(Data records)
══════════
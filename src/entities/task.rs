use sea_orm::entity::prelude::*;

use super::sea_orm_active_enums::{TaskPriority, TaskStatus};

#[derive(Clone, Debug, PartialEq, DeriveEntityModel, Eq)]
#[sea_orm(table_name = "task")]
pub struct Model {
    #[sea_orm(primary_key, auto_increment = false)]
    pub id: String,

    pub title: String,
    pub description: Option<String>,
    pub due_date: Option<DateTimeWithTimeZone>,

    pub priority: TaskPriority,
    pub status: TaskStatus,

    pub assigned_to: Option<String>,
    pub created_by: String,

    pub created_at: DateTimeWithTimeZone,
    pub updated_at: DateTimeWithTimeZone,
}

#[derive(Copy, Clone, Debug, EnumIter, DeriveRelation)]
pub enum Relation {}

impl ActiveModelBehavior for ActiveModel {}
══════════
▶ **Task instructions**:
Of all the lines above, tally those with the word "TaskStatus". Write the total only.

▶ **Response below**:
2